Мы до сих пор в значительной степени продолжаем осуществлять свои интеллектуальные поиски и академические исследования в интеллектуальном климате, созданном просвещенческим мышлением, в пределах просвещенческой предструктуры понимания. В нынешнем столетии — часто называемом модернистским — нам по-прежнему кажется вполне «естественным» исследовать самих себя на основе аналитически структурированных теорий, которые считаются репрезентирующими скрытую, позадилежащую, аисторическую человеческую сущность, человеческую «реальность», поддающуюся выявлению путем фокусирования либо на самодостаточных индивидах (психология), либо на «системах», в которых они живут (социология). Помня о характеристике западного человека, данной Гирцем, мы теперь коротко остановимся на двух основных интеллектуальных традициях, в которых были сформулированы систематические, аналитические теории, подсказанные просвещенческим мышлением (Gergen, 1991). Учитывая наш интерес к проблемам личностной идентичности, мы сосредоточим свое внимание на формулировках, предложенных в психологии (и лингвистике), оставив в стороне социологические формулировки — особенно, если учесть (как подтверждает и высказывание Гирца), что социология интересовалась сущностно, психологически инертным фоном, которому противопоставлялся психологически активный человек. Сначала мы обратимся к романтизму.

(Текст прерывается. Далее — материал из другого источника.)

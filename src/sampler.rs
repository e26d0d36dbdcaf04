//! Reference color sampling
//!
//! The background signal for an image is either its top-left pixel or a
//! pixel the user picked on the displayed image. Picks outside the image are
//! rejected with [`BgRemovalError::OutOfRangePick`], never clamped.
//!
//! Defaulting to the top-left pixel assumes that corner shows background.
//! Images whose corner is covered by the subject need a manual pick.

use crate::{
    error::{BgRemovalError, Result},
    types::{PickPoint, PixelGrid, ReferenceColor, SampleSource},
};
use tracing::debug;

/// Determines the reference color for one image
pub struct ColorSampler;

impl ColorSampler {
    /// Sample the reference color, honoring an optional manual pick
    ///
    /// `image` is the currently displayed image, i.e. the processed result if
    /// one exists, otherwise the original. Alpha is ignored.
    ///
    /// # Errors
    /// - `OutOfRangePick` if `pick` lies outside `[0, W) x [0, H)`
    pub fn sample(image: &PixelGrid, pick: Option<PickPoint>) -> Result<ReferenceColor> {
        Self::sample_with_source(image, pick).map(|(color, _)| color)
    }

    /// Like [`ColorSampler::sample`], also reporting where the color came from
    pub fn sample_with_source(
        image: &PixelGrid,
        pick: Option<PickPoint>,
    ) -> Result<(ReferenceColor, SampleSource)> {
        match pick {
            Some(point) => {
                let color = Self::sample_at(image, point)?;
                debug!(x = point.x, y = point.y, color = %color, "sampled picked pixel");
                Ok((color, SampleSource::Picked(point)))
            },
            None => {
                let color = Self::sample_default(image);
                debug!(color = %color, "sampled top-left pixel");
                Ok((color, SampleSource::TopLeft))
            },
        }
    }

    /// RGB of the top-left pixel
    #[must_use]
    pub fn sample_default(image: &PixelGrid) -> ReferenceColor {
        // PixelGrid is never empty, so index 0 always exists
        image
            .pixel_at(0)
            .map_or(ReferenceColor::new(0, 0, 0), ReferenceColor::from_rgba)
    }

    /// RGB at an explicit pixel
    ///
    /// # Errors
    /// - `OutOfRangePick` if the point is outside the image
    pub fn sample_at(image: &PixelGrid, point: PickPoint) -> Result<ReferenceColor> {
        image
            .pixel(point.x, point.y)
            .map(ReferenceColor::from_rgba)
            .ok_or_else(|| {
                BgRemovalError::out_of_range_pick(point.x, point.y, image.width(), image.height())
            })
    }

    /// Resolve the reference color from the sources a caller may hold
    ///
    /// Precedence: a fresh `pick`, then a previously cached `fixed` color,
    /// then the top-left pixel. A pick replaces the cached color rather than
    /// blending with it.
    pub fn resolve(
        image: &PixelGrid,
        pick: Option<PickPoint>,
        fixed: Option<ReferenceColor>,
    ) -> Result<(ReferenceColor, SampleSource)> {
        match (pick, fixed) {
            (Some(_), _) | (None, None) => Self::sample_with_source(image, pick),
            (None, Some(color)) => Ok((color, SampleSource::Fixed)),
        }
    }
}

Хотя рассуждение и наблюдение заняли центральное место в наших интеллектуальных практиках в семнадцатом и восемнадцатом веках, в конце восемнадцатого и в девятнадцатом столетиях их верховенство было поставлено под сомнение и возник новый мир — мир внутренних глубин. На первое место стали выдвигаться другие человеческие виды деятельности и склонности: страсти, чувства, воображение, творчество, моральная чувствительность, естественное (или даже биологическое) в людях, возникло ощущение важности того, что скрыто во внутренних глубинах человека и что может выявить только он сам, индивидуально, приложив особые незаурядные усилия. Героем социальной жизни становится художник. Как отмечает Джерджен, «значительная часть нашего словаря описания людей, а также связанных с ним способов жизни, появилась в романтический период. Это словарь страсти, цели, глубины и личной значимости — словарь, заставляющий восхищаться героями, гениями и вдохновенными творениями» (Gergen, 1991, с. 27). Согласно данной точке зрения, источником и средоточием любого творчества является индивид (как художник).

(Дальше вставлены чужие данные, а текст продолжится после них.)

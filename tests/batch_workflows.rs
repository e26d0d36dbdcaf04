//! Batch workflow tests
//!
//! Items are independent: each keeps its own status and locked color, and a
//! failure never affects the others.

use image::{DynamicImage, ImageFormat, Rgba, RgbaImage};
use sticker_bgremove::{
    Batch, BgRemovalError, ImageId, ItemStatus, OutputFormat, PickPoint, PixelGrid,
    ReferenceColor, Tolerance,
};
use std::io::Cursor;
use tempfile::TempDir;

const WHITE: [u8; 4] = [255, 255, 255, 255];
const PINK: [u8; 4] = [255, 105, 180, 255];
const TEAL: [u8; 4] = [0, 128, 128, 255];

/// `size`x`size` image of `background` with a 2x2 `figure` block in the center
fn sticker(size: u32, background: [u8; 4], figure: [u8; 4]) -> PixelGrid {
    let lo = size / 2 - 1;
    let mut data = Vec::new();
    for y in 0..size {
        for x in 0..size {
            let inside = (lo..lo + 2).contains(&x) && (lo..lo + 2).contains(&y);
            data.extend_from_slice(if inside { &figure } else { &background });
        }
    }
    PixelGrid::new(size, size, data).unwrap()
}

fn png_bytes(grid: &PixelGrid) -> Vec<u8> {
    let image = RgbaImage::from_raw(grid.width(), grid.height(), grid.as_raw().to_vec()).unwrap();
    let mut bytes = Vec::new();
    DynamicImage::ImageRgba8(image)
        .write_to(&mut Cursor::new(&mut bytes), ImageFormat::Png)
        .unwrap();
    bytes
}

fn status(batch: &Batch, id: ImageId) -> ItemStatus {
    batch.get(id).unwrap().status.clone()
}

#[test]
fn test_ready_processing_done_lifecycle() {
    let mut batch = Batch::new();
    let a = batch.add("a.png", sticker(6, WHITE, PINK));
    let b = batch.add("b.png", sticker(8, TEAL, WHITE));
    assert_eq!(batch.ready_count(), 2);

    let report = batch.process_ready(Tolerance::default());
    assert!(report.is_success());
    assert_eq!(report.processed, vec![a, b]);

    for id in [a, b] {
        assert_eq!(status(&batch, id), ItemStatus::Done);
    }
    let a_result = batch.get(a).unwrap().result.as_ref().unwrap();
    assert_eq!(a_result.transparent_pixel_count(), 32);
    let b_result = batch.get(b).unwrap().result.as_ref().unwrap();
    assert_eq!(b_result.transparent_pixel_count(), 60);

    // A second pass has nothing left to do
    let again = batch.process_ready(Tolerance::default());
    assert_eq!(again.processed_count(), 0);
    assert_eq!(batch.done_items().count(), 2);
}

#[test]
fn test_locked_color_is_reused() {
    let mut batch = Batch::new();
    // The top-left pixel is the figure color here, so auto-sampling is wrong
    let mut grid = sticker(6, WHITE, PINK);
    let mut raw = grid.clone().into_raw();
    raw[..4].copy_from_slice(&PINK);
    grid = PixelGrid::new(6, 6, raw).unwrap();
    let id = batch.add("corner.png", grid);

    let color = batch.pick_color(id, PickPoint::new(5, 5)).unwrap();
    assert_eq!(color, ReferenceColor::new(255, 255, 255));
    assert_eq!(batch.get(id).unwrap().custom_color, Some(color));
    assert_eq!(status(&batch, id), ItemStatus::Ready);

    batch.process_ready(Tolerance::new(20));
    let result = batch.get(id).unwrap().result.as_ref().unwrap();
    // Everything white is gone; the pink corner and the pink block remain
    assert_eq!(result.transparent_pixel_count(), 36 - 4 - 1);
    assert_eq!(result.metadata.reference_color, color);
}

#[test]
fn test_pick_on_done_item_reads_displayed_image() {
    let mut batch = Batch::new();
    let id = batch.add("done.png", sticker(6, WHITE, PINK));
    batch.process_ready(Tolerance::default());

    // RGB of the result is unchanged, only alpha differs
    let color = batch.pick_color(id, PickPoint::new(2, 2)).unwrap();
    assert_eq!(color, ReferenceColor::new(255, 105, 180));
    assert_eq!(status(&batch, id), ItemStatus::Done);

    batch.requeue(id).unwrap();
    assert_eq!(status(&batch, id), ItemStatus::Ready);
    assert!(batch.get(id).unwrap().result.is_none());

    batch.process_ready(Tolerance::default());
    let result = batch.get(id).unwrap().result.as_ref().unwrap();
    // Pink block does not touch the border
    assert_eq!(result.transparent_pixel_count(), 0);
}

#[test]
fn test_out_of_range_pick_leaves_item_untouched() {
    let mut batch = Batch::new();
    let id = batch.add("a.png", sticker(4, WHITE, PINK));

    let err = batch.pick_color(id, PickPoint::new(4, 0)).unwrap_err();
    assert!(matches!(err, BgRemovalError::OutOfRangePick { .. }));
    assert_eq!(batch.get(id).unwrap().custom_color, None);
    assert_eq!(status(&batch, id), ItemStatus::Ready);
}

#[test]
fn test_unknown_ids_are_errors() {
    let mut batch = Batch::new();
    let stranger = ImageId::new();
    assert!(matches!(
        batch.pick_color(stranger, PickPoint::new(0, 0)),
        Err(BgRemovalError::UnknownImage(_))
    ));
    assert!(batch.requeue(stranger).is_err());
    assert!(batch.clear_custom_color(stranger).is_err());
    assert!(batch.remove(stranger).is_none());
}

#[test]
fn test_bad_upload_does_not_touch_batch() {
    let mut batch = Batch::new();
    let good = batch
        .add_encoded("good.png", &png_bytes(&sticker(6, WHITE, PINK)))
        .unwrap();
    assert!(batch.add_encoded("notes.txt", b"hello").is_err());
    assert!(batch.add_encoded("empty.png", &[]).is_err());

    assert_eq!(batch.len(), 1);
    let report = batch.process_ready(Tolerance::default());
    assert_eq!(report.processed, vec![good]);
}

#[test]
fn test_remove_and_clear() {
    let mut batch = Batch::new();
    let a = batch.add("a.png", sticker(4, WHITE, PINK));
    let b = batch.add("b.png", sticker(4, WHITE, PINK));

    let removed = batch.remove(a).unwrap();
    assert_eq!(removed.name, "a.png");
    assert_eq!(batch.len(), 1);
    assert!(batch.get(b).is_some());

    batch.clear();
    assert!(batch.is_empty());
    assert_eq!(batch.process_ready(Tolerance::default()).processed_count(), 0);
}

#[tokio::test]
async fn test_parallel_matches_sequential() {
    let grids = [
        sticker(6, WHITE, PINK),
        sticker(10, TEAL, WHITE),
        sticker(4, PINK, TEAL),
        sticker(16, WHITE, TEAL),
    ];

    let mut sequential = Batch::new();
    let mut parallel = Batch::new();
    for (i, grid) in grids.iter().enumerate() {
        sequential.add(format!("{i}.png"), grid.clone());
        parallel.add(format!("{i}.png"), grid.clone());
    }

    let seq_report = sequential.process_ready(Tolerance::new(30));
    let par_report = parallel.process_ready_parallel(Tolerance::new(30)).await;
    assert_eq!(seq_report.processed_count(), 4);
    assert_eq!(par_report.processed_count(), 4);

    for (s, p) in sequential.items().iter().zip(parallel.items()) {
        assert_eq!(s.status, p.status);
        let s_grid = &s.result.as_ref().unwrap().grid;
        let p_grid = &p.result.as_ref().unwrap().grid;
        assert_eq!(s_grid, p_grid);
    }
}

#[test]
fn test_export_done_writes_no_bg_files() {
    let temp = TempDir::new().unwrap();
    let mut batch = Batch::new();
    batch.add("cat.jpg", sticker(6, WHITE, PINK));
    let pending = batch.add("dog.png", sticker(6, WHITE, PINK));
    batch.process_ready(Tolerance::default());
    batch.requeue(pending).unwrap();

    let written = batch.export_done(temp.path()).unwrap();
    assert_eq!(written, vec![temp.path().join("cat_noBG.png")]);

    let saved = image::open(&written[0]).unwrap().to_rgba8();
    assert_eq!(saved.get_pixel(0, 0), &Rgba([255, 255, 255, 0]));
    assert_eq!(saved.get_pixel(2, 2), &Rgba([255, 105, 180, 255]));

    assert_eq!(
        sticker_bgremove::output_file_name("cat.jpg", OutputFormat::WebP),
        "cat_noBG.webp"
    );
}

#[tokio::test]
async fn test_cancelled_parallel_pass_returns_items_to_ready() {
    let mut batch = Batch::new();
    let id = batch.add("large.png", sticker(2000, WHITE, PINK));

    {
        let mut pass = Box::pin(batch.process_ready_parallel(Tolerance::default()));
        // One poll spawns the work; dropping the future abandons it
        let first = futures::poll!(pass.as_mut());
        assert!(first.is_pending());
    }

    assert_eq!(status(&batch, id), ItemStatus::Ready);
    assert_eq!(batch.ready_count(), 1);
    assert!(batch.get(id).unwrap().result.is_none());

    let report = batch.process_ready_parallel(Tolerance::default()).await;
    assert_eq!(report.processed, vec![id]);
    assert_eq!(status(&batch, id), ItemStatus::Done);
    assert_eq!(
        batch.get(id).unwrap().result.as_ref().unwrap().transparent_pixel_count(),
        2000 * 2000 - 4
    );
}

#[tokio::test]
async fn test_timed_out_parallel_pass_can_be_reprocessed() {
    let mut batch = Batch::new();
    let id = batch.add("large.png", sticker(2000, WHITE, PINK));

    let timed_out = tokio::time::timeout(
        std::time::Duration::ZERO,
        batch.process_ready_parallel(Tolerance::default()),
    )
    .await;

    if timed_out.is_err() {
        assert_eq!(status(&batch, id), ItemStatus::Ready);
    }
    assert_ne!(status(&batch, id), ItemStatus::Processing);

    batch.process_ready(Tolerance::default());
    assert_eq!(status(&batch, id), ItemStatus::Done);
}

Приблизительно в конце девятнадцатого века романтический запал начал угасать и настала пора расцвета естественных наук. Хотя романтизм предлагал многочисленные ресурсы для культурных нововведений, лишь незначительная часть его представлений о мире имела широкое распространение, он не давал людям решений практических проблем, из него нельзя было заключить, каким образом бесчисленные романтические рассуждения о моральных сантиментах могут быть связаны с обоснованным моральным действием (Макинтайр, 2000). Естественные науки, берущие начало в Просвещении, предложили более привлекательный взгляд на вещи, основанный на могуществе аисторического, систематического рассуждения и наблюдения. Они обещали избавить людей, всё человечество от невежества и суеверий прошлого. Центральной метонимической эмблемой нового состояния дел стала машина — то, что можно собрать из ничего, а затем запустить, заставить двигаться и направить в новую сторону. Возможно не только, по выражению Ле Корбюзье (Ле Корбюзье, 1933), представить себе дом как «машину для жилья», но и помыслить весь новый мир как состоящий из машин в машинах, механизмов в механизмах, в силу чего становится совершенно «естественно» говорить о любой важной вещи как о того или иного рода механизме.